In 1833, “Raccoon” John Smith was speaking on the plainness and simplicity of the gospel in contrast to the complex, convoluted systems of men, and someone in the audience passed him a note with this question:

“If the gospel is so very plain, as you say it is, why do you have to labor so hard to get the people to understand it?”

Smith replied, “I have often prepared ground in the wilderness for a turnip patch, and though I had the kindliest soil, and the best of seed, and the sowing was easy, I never got top or root till I first took my ax and hoe and brier knife, and went in and whacked and grubbed, and cleared away the ground. The Lord knows I do not esteem it hard work to preach the simple gospel to those who are prepared to receive it; but it is labor indeed to root out prejudice, and cut down systems, and clean away the sectarian trash that cumbers the minds and hearts of the people.” (from The Life of Elder John Smith by John Augustus Williams)

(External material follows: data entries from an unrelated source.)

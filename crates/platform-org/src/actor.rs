//! The authenticated caller of a request
//!
//! This module provides the [`Actor`] type: the caller's user id together with
//! the context the identity provider established for the request (the active
//! project and the project groups the user belongs to).

use serde::{Deserialize, Serialize};

use crate::membership::GroupMembership;

/// The caller of a request, as established by the identity provider.
///
/// The drive service trusts this value completely. It never re-derives group
/// memberships or the active project on its own.
///
/// # Use Cases
///
/// - Owner checks (`id` and `project` against a resource owner)
/// - ACL matching (`id` for user grants, `groups` for project-group grants)
/// - Provider override (`provider` against the product backing a resource)
///
/// # Examples
///
/// ```
/// use platform_org::Actor;
///
/// let actor = Actor::new("bob").with_project("proj-1");
/// assert_eq!(actor.id, "bob");
/// assert!(actor.is_in_project_context("proj-1"));
/// assert!(!actor.is_in_project_context("proj-2"));
/// ```
#[derive(Debug, Clone, Serialize, Deserialize, PartialEq, Eq)]
pub struct Actor {
    /// User identifier
    pub id: String,

    /// Active project context for this request (`None` for personal workspace)
    #[serde(default, skip_serializing_if = "Option::is_none")]
    pub project: Option<String>,

    /// Project groups the user is a member of
    #[serde(default)]
    pub groups: Vec<GroupMembership>,

    /// Provider this actor operates on behalf of.
    ///
    /// Only the platform sets this. It is the sole source of the provider
    /// permission level and is never derived from an ACL.
    #[serde(default, skip_serializing_if = "Option::is_none")]
    pub provider: Option<String>,
}

impl Actor {
    /// Creates an actor in its personal workspace with no group memberships.
    ///
    /// # Arguments
    ///
    /// * `id` - The user identifier
    pub fn new(id: impl Into<String>) -> Self {
        Self {
            id: id.into(),
            project: None,
            groups: Vec::new(),
            provider: None,
        }
    }

    /// Set the active project context.
    pub fn with_project(mut self, project: impl Into<String>) -> Self {
        self.project = Some(project.into());
        self
    }

    /// Add a project-group membership.
    ///
    /// Duplicate memberships are ignored.
    pub fn with_group(mut self, project: impl Into<String>, group: impl Into<String>) -> Self {
        let membership = GroupMembership::new(project, group);
        if !self.groups.contains(&membership) {
            self.groups.push(membership);
        }
        self
    }

    /// Mark the actor as operating on behalf of a provider.
    pub fn acting_as_provider(mut self, provider: impl Into<String>) -> Self {
        self.provider = Some(provider.into());
        self
    }

    /// Check whether the request runs in the given project's context.
    pub fn is_in_project_context(&self, project: &str) -> bool {
        self.project.as_deref() == Some(project)
    }

    /// Check whether the actor belongs to the given project group.
    pub fn belongs_to_group(&self, project: &str, group: &str) -> bool {
        self.groups.iter().any(|m| m.matches(project, group))
    }

    /// Check whether the actor operates on behalf of the given provider.
    ///
    /// An empty provider id never matches.
    pub fn is_provider_for(&self, provider: &str) -> bool {
        !provider.is_empty() && self.provider.as_deref() == Some(provider)
    }
}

The apostle Paul faced the same challenge that John Smith describes above.  Repeatedly the Scriptures declare that Paul “reasoned with them out of the Scriptures” (Acts 17:2).  In Athens, Greece, “disputed he in the synagogue with the Jews and devout persons, and in the market daily with them that met with him” (Acts 17:17). In Ephesus, Paul “spake boldly for the space of three months, disputing and persuading the things concerning the kingdom of God” (Acts 19:8).  He disputed with them daily (Acts 19:9).  The word translated “reasoned” or “disputed” in these verses means to “converse, discourse with one, argue, discuss…drawing arguments from the Scriptures…with the idea of disputing prominent” (Thayer, p.139).  Hence, converting the sinner involves a struggle to bring about understanding in that person.  The struggle is not because the gospel lacks clarity, for God “desires all men to be saved and to come to the knowledge of the truth” (1 Ti.2:4).  God’s will for us revealed in the Scriptures is very understandable (Eph.5:17).  However, people often build strongholds within their hearts, that is, “arguments” and “high things” that exalt themselves against the knowledge of God (2 Co.10:4,5). The Christian soldier must take up his mighty, spiritual weapons and cast down these arguments and prideful thoughts, and bring them into subjection to the obedience of Christ.  As John Smith stated it, “clean away the sectarian trash that cumbers the minds and hearts of the people.”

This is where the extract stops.